Tis the Season for Griselda Heppel to get into a tiz... again.
Photo by Jean Balzan from Pexels |
This being the
Season To Be Jolly, it seems only fair that I should have upset a number of
people on Twitter over Christmas. One person even blocked me, which made me
laugh, as he didn’t even give me the chance to deserve it. Rather, having
dashed off a biting tweet in my direction, he bravely shut off all replies (as if)
from me, like a small child biffing another in the playground before running to
teacher to stop his victim biffing him back.
So what did I do
to inspire such fear and loathing? Er, well, I expressed an opinion. Like, you
know, the other 330 million Twitter users. What about? Oh, just a TV programme.

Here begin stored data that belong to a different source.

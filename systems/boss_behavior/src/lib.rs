#![deny(
    unsafe_code,
    missing_docs,
    dead_code,
    unused_results,
    non_snake_case,
    unreachable_pub
)]

//! Boss behaviour engine.
//!
//! Every boss owns a set of ability timers. Each step the engine advances the
//! timers of the phase boss and of the eternal stalker, emitting the commands
//! their abilities trigger (minion spawns, volleys, pulls, gaze strikes) and a
//! final `Command::UpdateBoss` carrying the new position and ability flags.
//!
//! The two slots are driven separately so the host can keep the eternal boss
//! running while phase-scoped updates are paused.

mod brain;
mod silver;
mod timers;

use std::time::Duration;

use brain::BossBrain;
use face_arena_core::{
    BossSlot, BossSnapshot, Command, CreatureView, Event, PlayArea, PlayerView,
};
use rand::SeedableRng;
use rand_chacha::ChaCha8Rng;
use silver::SilverBrain;

/// Configuration parameters required to construct the behaviour engine.
#[derive(Clone, Copy, Debug)]
pub struct Config {
    rng_seed: u64,
}

impl Config {
    /// Creates a new configuration seeding the engine's random choices.
    #[must_use]
    pub const fn new(rng_seed: u64) -> Self {
        Self { rng_seed }
    }
}

/// Read-only state a boss reacts to.
pub(crate) struct Surroundings<'a> {
    pub(crate) players: &'a PlayerView,
    pub(crate) creatures: &'a CreatureView,
    pub(crate) area: PlayArea,
}

/// Pure system driving the phase boss and the eternal boss.
#[derive(Debug)]
pub struct BossBehavior {
    phase: Option<BossBrain>,
    eternal: SilverBrain,
    rng: ChaCha8Rng,
}

impl BossBehavior {
    /// Creates a new behaviour engine using the supplied configuration.
    #[must_use]
    pub fn new(config: Config) -> Self {
        Self {
            phase: None,
            eternal: SilverBrain::new(),
            rng: ChaCha8Rng::seed_from_u64(config.rng_seed),
        }
    }

    /// Advances the phase boss, if one is active.
    ///
    /// A fresh set of ability timers is created whenever a phase boss spawns.
    /// Bosses idle while no players are tracked.
    #[allow(clippy::too_many_arguments)]
    pub fn handle_phase(
        &mut self,
        events: &[Event],
        boss: Option<&BossSnapshot>,
        players: &PlayerView,
        creatures: &CreatureView,
        area: PlayArea,
        dt: Duration,
        out: &mut Vec<Command>,
    ) {
        let Some(boss) = boss else {
            self.phase = None;
            return;
        };

        let spawned = events.iter().any(|event| {
            matches!(
                event,
                Event::BossSpawned {
                    slot: BossSlot::Phase,
                    ..
                }
            )
        });
        let brain = match self.phase.take() {
            Some(brain) if !spawned && brain.kind() == boss.kind => brain,
            _ => BossBrain::new(boss.kind),
        };
        let brain = self.phase.insert(brain);

        let Some(target) = players.nearest(boss.position).map(|player| player.anchor) else {
            return;
        };
        let surroundings = Surroundings {
            players,
            creatures,
            area,
        };
        brain.step(boss, target, &surroundings, dt, &mut self.rng, out);
    }

    /// Advances the eternal boss. Runs every step, paused or not.
    pub fn handle_eternal(
        &mut self,
        boss: &BossSnapshot,
        players: &PlayerView,
        creatures: &CreatureView,
        area: PlayArea,
        dt: Duration,
        out: &mut Vec<Command>,
    ) {
        let Some(target) = players.nearest(boss.position).map(|player| player.anchor) else {
            return;
        };
        let surroundings = Surroundings {
            players,
            creatures,
            area,
        };
        self.eternal
            .step(boss, target, &surroundings, dt, &mut self.rng, out);
    }
}
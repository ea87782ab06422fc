use face_arena_core::{
    BossSnapshot, CreatureSnapshot, Event, PlayerSnapshot, ProjectileSnapshot,
};
use face_arena_simulation::{GameConfig, PerceptionScript, Session, Simulation};
use face_arena_world::query;

const SCRIPT: &str = r#"{
    "frame_interval_ms": 50,
    "steps": [
        { "faces": [{ "face_anchor": { "x": 400.0, "y": 500.0 } }], "repeat": 20 },
        {
            "faces": [
                { "face_anchor": { "x": 400.0, "y": 500.0 }, "yaw": 0.4, "mouth_open_ratio": 0.5 },
                { "face_anchor": { "x": 900.0, "y": 450.0 }, "pitch": -0.3 }
            ],
            "hands": [{ "x": 380.0, "y": 420.0 }],
            "amplitude": 0.6,
            "repeat": 60
        },
        { "faces": [{ "blink": true }, { "eyes_closed": true }], "repeat": 3 },
        { "missing": true, "repeat": 5 },
        { "faces": [{}], "paused": true, "repeat": 20 },
        {
            "faces": [{ "roll": 0.5, "mouth_open_ratio": 0.4 }, { "yaw": -0.5 }],
            "speak": true,
            "repeat": 80
        }
    ]
}"#;

#[derive(Debug, PartialEq)]
struct ReplayOutcome {
    events: Vec<Event>,
    players: Vec<PlayerSnapshot>,
    creatures: Vec<CreatureSnapshot>,
    projectiles: Vec<ProjectileSnapshot>,
    eternal: BossSnapshot,
    phase_boss: Option<BossSnapshot>,
    tick: u64,
}

fn replay(seed: u64) -> ReplayOutcome {
    let script = PerceptionScript::from_json_str(SCRIPT).expect("valid script");
    let interval = script.frame_interval();
    let (perception, audio, operator) = script.into_parts();
    let config = GameConfig {
        seed,
        ..GameConfig::default()
    };
    let mut session = Session::new(Simulation::new(&config), perception, audio);
    let mut events = Vec::new();

    for input in operator {
        let _ = session.frame(interval, input).expect("scripted frame");
        events.extend(session.simulation().events().iter().cloned());
    }

    let world = session.simulation().world();
    ReplayOutcome {
        events,
        players: query::player_view(world).into_vec(),
        creatures: query::creature_view(world).into_vec(),
        projectiles: query::projectile_view(world).into_vec(),
        eternal: query::eternal_boss(world),
        phase_boss: query::phase_boss(world),
        tick: query::tick_index(world),
    }
}

#[test]
fn identical_scripts_replay_identically() {
    let first = replay(42);
    let second = replay(42);

    assert!(!first.events.is_empty());
    assert_eq!(first.tick, 163);
    assert_eq!(first, second, "replay diverged between runs");
}

#[test]
fn seeds_change_the_outcome() {
    let first = replay(42);
    let second = replay(43);

    assert_ne!(first.events, second.events);
}
use std::sync::Arc;

use barpark_core::types::User;
use barpark_events::{ChangeBus, ChangeEvent};

/// Who is using the app and where view-models announce their changes.
#[derive(Debug, Clone)]
pub struct Session {
    pub user: User,
    pub bus: Arc<ChangeBus>,
}

impl Session {
    pub fn new(user: User, bus: Arc<ChangeBus>) -> Self {
        Self { user, bus }
    }

    /// A session with its own private bus.
    pub fn standalone(user: User) -> Self {
        Self::new(user, Arc::new(ChangeBus::default()))
    }

    pub(crate) fn publish(&self, event: ChangeEvent) {
        self.bus.publish(event);
    }
}
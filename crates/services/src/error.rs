use barpark_core::types::RecordId;

use crate::simulation::Operation;

/// Failures reported by any backing service.
#[derive(Debug, thiserror::Error)]
pub enum ServiceError {
    /// Transient failure; the caller may retry.
    #[error("Service unavailable during {0}")]
    Unavailable(Operation),

    #[error("Not found: {entity} with id {id}")]
    NotFound { entity: &'static str, id: RecordId },

    /// The write contradicts the canonical state (e.g. joining a full event).
    #[error("Conflict: {0}")]
    Conflict(String),

    #[error("Storage error: {0}")]
    Storage(#[from] std::io::Error),

    #[error("Serialization error: {0}")]
    Serialization(#[from] serde_json::Error),
}

impl ServiceError {
    /// Whether retrying the same call could succeed.
    pub fn is_transient(&self) -> bool {
        matches!(self, Self::Unavailable(_) | Self::Storage(_))
    }
}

A mini-series. Well, a Classical Serialisation in fa – look, it’s not my fault that
the A Christmas Carol Question raises its snowy head every year, is it? Competition
among theatre, film and TV companies, from the humblest to the loftiest in the
land, on who can make the biggest mess of Charles Dickens’s great 1843 novel
has become a national sport. This time last year I cavilled at the liberties taken by the RSC in their production; I can now say these fade into the tiniest
speck of candied fruit in Tiny Tim’s plum pudding compared with the monster
served up by BBC 1 over three (three!) evenings in Christmas week.
Ebenezer Scrooge: grumpy, yes. But sweary? |
In other words, narrative drive is what matters if you want your audience
to stay with you, and this was exactly what Stephen Knight’s ‘adaptation’ (‘rewriting’,
I’d call it) lacked. Tectonic plates move faster than Knight’s scene setting,
and when the first 15 minutes established nothing more than a grumpy, sweary (oh
yes, the F word. A lot. Why?) man chuntering around a bare office in Gloomy
Victorian London, sniping at his clerk, I gave up. Where Dickens writes with crispness,
a quick wit and a sense of mystery, this production steamrollered its way
along, ponderous and boring beyond words.
Anglican church: no room for Purgatory |
Worse, Knight felt
the need (like David Edgar) to add backstory and plot alterations to the
original… only his additions were much sillier. It’s not enough, for instance,
for Marley to haunt Scrooge as a warning: he has to be properly motivated.
Enter the Roman Catholic doctrine of the afterlife: Marley’s motive for saving
Scrooge is to spare his own soul years in Purgatory. Dickens, a traditional
Anglican living in highly Protestant Victorian England, would have been
appalled at this solecism, and the fact that Knight could cheerfully shoehorn it into Dickens’s literary and religious world shows how little he cares about the original
work.
Why shouldn't a Green Frog play Bob Cratchit? Photo by Глеб from Pexels |
Back to Twitter.
Well, The Sunday Times journalist India Knight (no relation I hope…. Gulp)
happened to ask the Twitterati what they thought of the production and I –
among many others – gave my view, adding that for a truly splendid adaptation, people
should look no further than The Muppet Christmas Carol. While I’ve never
received so many Likes for a tweet before, a few readers, as mentioned, took it
badly. What baffled them – to the point where they could barely spit out their
sarcasms – was that I should rate a film starring a bunch of puppets, headed by
a Green Frog, that faithfully told Dickens’s marvellous story over a slow, turgid,
foul-mouthed 21st century steampunk version, that didn’t.
Personally I’d call
that muppetist.
Happy New Year
all!
Comments
Thanks for these comments, both. As for my qualifying as a replacement for the marvellous Miss Piggy.... what, moi? Tis an honour I dare not hope for. 😂
We didn't make it even to the middle of the first episode. As my brother said, "Spare me people who think they can write Dickens better than Dickens!"